Would-be suicide bombers usually film their video wills on the eve of their attacks. They are intended as a final message to their families, and for use as a propaganda tool to be broadcast on militant websites.
Khan appeared relaxed as he talked about the bombing of four commuter trains in Madrid in March last year and the attacks in America on September 11, 2001, which he blamed on “elected governments who perpetrate crimes against humanity”. He described the “power, wealth-obsessed agendas” of the West.
None of his accomplices was seen, and nor was there any direct message to his family. Khan was married with a small child and his wife is reported to be pregnant. His appearance confirmed his role as the ringleader of the group. He killed six people when he manually detonated his rucksack bomb on a train at Edgware Road Underground station.
The claims by al-Zawahiri are unusual. Al-Qaeda does not usually make direct claims of responsibility for terrorist operations, leaving it to sympathisers. Experts are unsure whether the footage of al-Zawahiri, an Egyptian-born doctor described as the “operational brains” behind al-Qaeda, was taken from a broadcast he made on August 4. He is wearing the same clothes and is in an identical setting with a Kala shnikov rifle beside him.

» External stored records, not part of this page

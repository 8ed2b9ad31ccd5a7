//! # Time Sources
//!
//! Timestamps and the clocks that produce them. The detector never reads
//! wall-clock time on its own; every request carries a [`Timestamp`], and the
//! convenience path stamps requests through an injected [`Clock`].
//!
//! ## Why Offsets Instead of Wall Time
//!
//! ```text
//!     Wall clock:                    Monotonic offsets:
//!
//!     14:03:07.120  ──┐ NTP step     0.000s ──┐
//!     14:02:59.800 ◄──┘ (backwards!) 0.250s   │ always forward
//!     14:03:00.100                   0.512s ◄─┘
//! ```
//!
//! A [`Timestamp`] is the elapsed time since its clock's origin, so it is
//! immune to wall-clock adjustments. It is also trivially fabricated in
//! tests: `Duration::from_millis(100)` *is* a valid timestamp, no mocking
//! framework required.

use std::sync::atomic::{AtomicU64, Ordering};
use std::sync::Arc;
use std::time::{Duration, Instant};

/// A point in time, expressed as the offset from the owning clock's origin.
///
/// Timestamps from different clocks share no origin and must not be mixed;
/// one detector, one clock, one timeline.
pub type Timestamp = Duration;

/// Source of monotonic timestamps.
///
/// Production code uses [`MonotonicClock`]; tests and simulations use
/// [`ManualClock`] to step time by hand. Implementations should never run
/// backwards; the detector treats regressions defensively, but a
/// well-behaved clock simply does not produce them.
pub trait Clock {
    /// Returns the current offset from the clock's origin.
    fn now(&self) -> Timestamp;
}

/// Real-time clock backed by [`Instant`], anchored at construction.
///
/// # Example
///
/// ```rust
/// use sentinel::{Clock, MonotonicClock};
///
/// let clock = MonotonicClock::new();
/// let a = clock.now();
/// let b = clock.now();
/// assert!(b >= a);
/// ```
#[derive(Debug, Clone)]
pub struct MonotonicClock {
    origin: Instant,
}

impl MonotonicClock {
    /// Creates a clock whose origin is the moment of this call.
    pub fn new() -> Self {
        Self {
            origin: Instant::now(),
        }
    }
}

impl Default for MonotonicClock {
    fn default() -> Self {
        Self::new()
    }
}

impl Clock for MonotonicClock {
    #[inline]
    fn now(&self) -> Timestamp {
        self.origin.elapsed()
    }
}

/// Hand-advanced clock for tests and simulations.
///
/// Clones share the same underlying counter, so a driver can keep one handle
/// while the detector owns another:
///
/// ```rust
/// use sentinel::{Clock, ManualClock};
/// use std::time::Duration;
///
/// let clock = ManualClock::new();
/// let handle = clock.clone();
///
/// handle.advance(Duration::from_secs(3));
/// assert_eq!(clock.now(), Duration::from_secs(3));
/// ```
///
/// The counter has nanosecond resolution.
#[derive(Debug, Clone, Default)]
pub struct ManualClock {
    nanos: Arc<AtomicU64>,
}

impl ManualClock {
    /// Creates a clock reading zero.
    pub fn new() -> Self {
        Self::default()
    }

    /// Creates a clock already advanced to `at`.
    pub fn starting_at(at: Timestamp) -> Self {
        let clock = Self::new();
        clock.set(at);
        clock
    }

    /// Moves the clock forward by `step`.
    pub fn advance(&self, step: Duration) {
        self.nanos.fetch_add(step.as_nanos() as u64, Ordering::Relaxed);
    }

    /// Jumps the clock to an absolute offset.
    ///
    /// Jumping backwards is allowed; tests use it to exercise the
    /// detector's clock-regression handling.
    pub fn set(&self, to: Timestamp) {
        self.nanos.store(to.as_nanos() as u64, Ordering::Relaxed);
    }
}

impl Clock for ManualClock {
    #[inline]
    fn now(&self) -> Timestamp {
        Duration::from_nanos(self.nanos.load(Ordering::Relaxed))
    }
}

#[cfg(test)]
mod tests {
    use super::*;

    #[test]
    fn test_monotonic_clock_moves_forward() {
        let clock = MonotonicClock::new();
        let mut last = clock.now();

        for _ in 0..10 {
            let now = clock.now();
            assert!(now >= last);
            last = now;
        }
    }

    #[test]
    fn test_monotonic_clock_default() {
        let clock = MonotonicClock::default();
        assert!(clock.now() < Duration::from_secs(60));
    }

    #[test]
    fn test_manual_clock_starts_at_zero() {
        let clock = ManualClock::new();
        assert_eq!(clock.now(), Duration::ZERO);
    }

    #[test]
    fn test_manual_clock_advance() {
        let clock = ManualClock::new();

        clock.advance(Duration::from_millis(250));
        assert_eq!(clock.now(), Duration::from_millis(250));

        clock.advance(Duration::from_millis(250));
        assert_eq!(clock.now(), Duration::from_millis(500));
    }

    #[test]
    fn test_manual_clock_set_and_regress() {
        let clock = ManualClock::starting_at(Duration::from_secs(10));
        assert_eq!(clock.now(), Duration::from_secs(10));

        clock.set(Duration::from_secs(2));
        assert_eq!(clock.now(), Duration::from_secs(2));
    }

    #[test]
    fn test_manual_clock_clones_share_state() {
        let clock = ManualClock::new();
        let handle = clock.clone();

        handle.advance(Duration::from_secs(1));
        assert_eq!(clock.now(), Duration::from_secs(1));

        clock.advance(Duration::from_secs(1));
        assert_eq!(handle.now(), Duration::from_secs(2));
    }
}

In that video he referred to the 7/7 bombings, saying: “As for the British, I tell them that (Prime Minister Tony) Blair has brought you destruction in Central London and, God willing, will bring more destruction.”
He claimed the timing for the attacks was the anniversary of Britain and other European countries ignoring a truce offer from bin Laden to withdraw troops from Iraq and Afghanistan or face a terror campaign.
David Davis, the Shadow Home Secretary, said of Khan’s broadcast: “People across Britain will be sickened by this video. Nothing can justify the murder of innocent people.”
The mother of Ciaran Cassidy, 22, who was killed on July 7, said that she never thinks about the bombers. “It’s not going to bring my son back,” Veronica Cassidy said.
Bernard Mayes, whose son James was killed, said: “Those who carried out these atrocities were brainwashed, and the people behind them need to be brought to book.”
Nazmul Hasan, 26, the uncle of Shahara Islam who died in the bus bomb, said that he was dumbfounded by Khan’s speech. “The audacity of it all is quite shocking, carrying out what he did and making the video. It’s really rubbing salt in the wound.”
Scotland Yard has always believed that the four British-born bombers — Khan, Shehzad Tanweer, Hasib Hussain and Jermaine Lindsay — would have left a final message.